その事について、思う事をまとめてみた。テーマが大きいので、今回は一回目とします。
まず、今の国家と鎖国政策をとっていた当時の国家の違いを見落としてはいけない。それまで、国際社会とは殆ど無縁であった日本が、ペリーの黒船の恫喝によって開港を強制されたのである。国家には内政と外交の二面性があり、江戸幕府はこの時初めて外交を経験することになる。明治維新を否定的に見る人達は、外部陰謀論をあげるが、それなら、当時の志士達が抱いていた尊皇思想は何だったのかとか、大政奉還のあとに王政復古の大号令がでた理由、徳川幕府の腐敗などもたいした問題とはとらえられなくなってしまう。
歴史から学ぶということは、そういう陰謀論ですますことではなくて、徳川幕府という国家としての内政が崩壊した原因を知ることであり、どういう条件が成立した時に、国家が新組織を構成するのかを知る事が大切な筈なのである。
南北戦争の銃器を処分する為に、日本が商売の相手となると見た米国は、盛んに武器を売り込んで、戊申戦争が起こる。これは外交に無知な幕府が欧米に騙された為に起こった事であり、内政の問題とは言えない。
内政が崩壊する時は、思想的な根拠があり、崩壊につながる経済問題があり、今なら世論が形成されるだろうが、当時は武士以外は政治とは直接関係のない牛馬のようなものだったので、外国船の侵犯という社会不安があり、庶民には信仰もなかったことが、維新へと結びついたと思われる。

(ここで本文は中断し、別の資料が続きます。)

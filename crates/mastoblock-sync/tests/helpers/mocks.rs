#![allow(dead_code)]

use async_trait::async_trait;
use mastoblock_core::{
    BlocklistFeed, DomainBlock, DomainBlockStore, FeedSource, RawBlockRule, RemoteDomainBlock,
    Result, Severity, SyncError,
};
use std::sync::atomic::{AtomicBool, AtomicUsize, Ordering};
use std::sync::{Arc, Mutex};
use std::time::Duration;

pub struct MockFeed {
    feed: Mutex<BlocklistFeed>,
    fetch_count: Arc<AtomicUsize>,
    in_flight: Arc<AtomicUsize>,
    max_in_flight: Arc<AtomicUsize>,
    should_fail: AtomicBool,
    delay: Duration,
}

impl MockFeed {
    pub fn new(feed: BlocklistFeed) -> Self {
        Self {
            feed: Mutex::new(feed),
            fetch_count: Arc::new(AtomicUsize::new(0)),
            in_flight: Arc::new(AtomicUsize::new(0)),
            max_in_flight: Arc::new(AtomicUsize::new(0)),
            should_fail: AtomicBool::new(false),
            delay: Duration::ZERO,
        }
    }

    pub fn empty() -> Self {
        Self::new(BlocklistFeed::default())
    }

    pub fn with_delay(mut self, delay: Duration) -> Self {
        self.delay = delay;
        self
    }

    pub fn set_should_fail(&self, fail: bool) {
        self.should_fail.store(fail, Ordering::SeqCst);
    }

    pub fn set_feed(&self, feed: BlocklistFeed) {
        *self.feed.lock().unwrap() = feed;
    }

    pub fn fetch_count(&self) -> usize {
        self.fetch_count.load(Ordering::SeqCst)
    }

    pub fn max_in_flight(&self) -> usize {
        self.max_in_flight.load(Ordering::SeqCst)
    }
}

#[async_trait]
impl FeedSource for MockFeed {
    async fn fetch(&self) -> Result<BlocklistFeed> {
        let now = self.in_flight.fetch_add(1, Ordering::SeqCst) + 1;
        self.max_in_flight.fetch_max(now, Ordering::SeqCst);

        if !self.delay.is_zero() {
            tokio::time::sleep(self.delay).await;
        }

        self.in_flight.fetch_sub(1, Ordering::SeqCst);
        self.fetch_count.fetch_add(1, Ordering::SeqCst);

        if self.should_fail.load(Ordering::SeqCst) {
            return Err(SyncError::Http("connection refused".into()));
        }
        Ok(self.feed.lock().unwrap().clone())
    }
}

#[derive(Debug, Clone, PartialEq, Eq)]
pub enum StoreCall {
    List,
    Create(String),
    Update(String, String),
    Delete(String),
}

pub struct MockStore {
    blocks: Mutex<Vec<RemoteDomainBlock>>,
    calls: Mutex<Vec<StoreCall>>,
    fail_list: AtomicBool,
    next_id: AtomicUsize,
}

impl MockStore {
    pub fn new() -> Self {
        Self::with_blocks(Vec::new())
    }

    pub fn with_blocks(blocks: Vec<RemoteDomainBlock>) -> Self {
        Self {
            blocks: Mutex::new(blocks),
            calls: Mutex::new(Vec::new()),
            fail_list: AtomicBool::new(false),
            next_id: AtomicUsize::new(100),
        }
    }

    pub fn set_fail_list(&self, fail: bool) {
        self.fail_list.store(fail, Ordering::SeqCst);
    }

    pub fn calls(&self) -> Vec<StoreCall> {
        self.calls.lock().unwrap().clone()
    }

    pub fn mutation_count(&self) -> usize {
        self.calls()
            .iter()
            .filter(|c| !matches!(c, StoreCall::List))
            .count()
    }

    pub fn blocks(&self) -> Vec<RemoteDomainBlock> {
        self.blocks.lock().unwrap().clone()
    }
}

#[async_trait]
impl DomainBlockStore for MockStore {
    async fn list(&self) -> Result<Vec<RemoteDomainBlock>> {
        self.calls.lock().unwrap().push(StoreCall::List);
        if self.fail_list.load(Ordering::SeqCst) {
            return Err(SyncError::Api {
                code: 502,
                message: "Bad Gateway".into(),
            });
        }
        Ok(self.blocks())
    }

    async fn create(&self, block: &DomainBlock) -> Result<()> {
        self.calls
            .lock()
            .unwrap()
            .push(StoreCall::Create(block.domain.clone()));
        let id = self.next_id.fetch_add(1, Ordering::SeqCst).to_string();
        self.blocks.lock().unwrap().push(remote(&id, block));
        Ok(())
    }

    async fn update(&self, id: &str, block: &DomainBlock) -> Result<()> {
        self.calls
            .lock()
            .unwrap()
            .push(StoreCall::Update(id.to_string(), block.domain.clone()));
        let mut blocks = self.blocks.lock().unwrap();
        if let Some(existing) = blocks.iter_mut().find(|b| b.id == id) {
            *existing = remote(id, block);
        }
        Ok(())
    }

    async fn delete(&self, id: &str) -> Result<()> {
        self.calls
            .lock()
            .unwrap()
            .push(StoreCall::Delete(id.to_string()));
        self.blocks.lock().unwrap().retain(|b| b.id != id);
        Ok(())
    }
}

pub fn remote(id: &str, block: &DomainBlock) -> RemoteDomainBlock {
    RemoteDomainBlock {
        id: id.to_string(),
        domain: block.domain.clone(),
        severity: block.severity,
        reject_media: block.reject_media,
        reject_reports: block.reject_reports,
        public_comment: block.public_comment.clone(),
    }
}

pub fn feed_rule(domains: &[&str], severity: Severity) -> RawBlockRule {
    RawBlockRule {
        domains: domains.iter().map(ToString::to_string).collect(),
        severity,
        ..RawBlockRule::default()
    }
}

pub fn feed(rules: Vec<RawBlockRule>) -> BlocklistFeed {
    BlocklistFeed {
        domain_blocks: rules,
    }
}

今の信じるものがない利益本位の社会と状況はあまり変わらないが、貧富の格差こそあれ、当時の庶民と違うのは裕福になった人達が多い事が、世論にならない。またかつての民主党政権で、結局何一つ、国家としての役割を果たす事が出来なかった事を目の当たりにした人達が希望を失った状態にあるのかも知れない。
明治維新の思想根拠は、「尊皇攘夷」が象徴するように、勤皇思想の勃興であり、外国勢力への圧迫である。儒教の教義の中にあった「王覇の弁」は王たる皇室の為に覇府(幕府)を倒す理論を供給し、頼山陽に受け継がれる。しかし、それを決定的なものにしたのは、黒船の来航だった。 (続く)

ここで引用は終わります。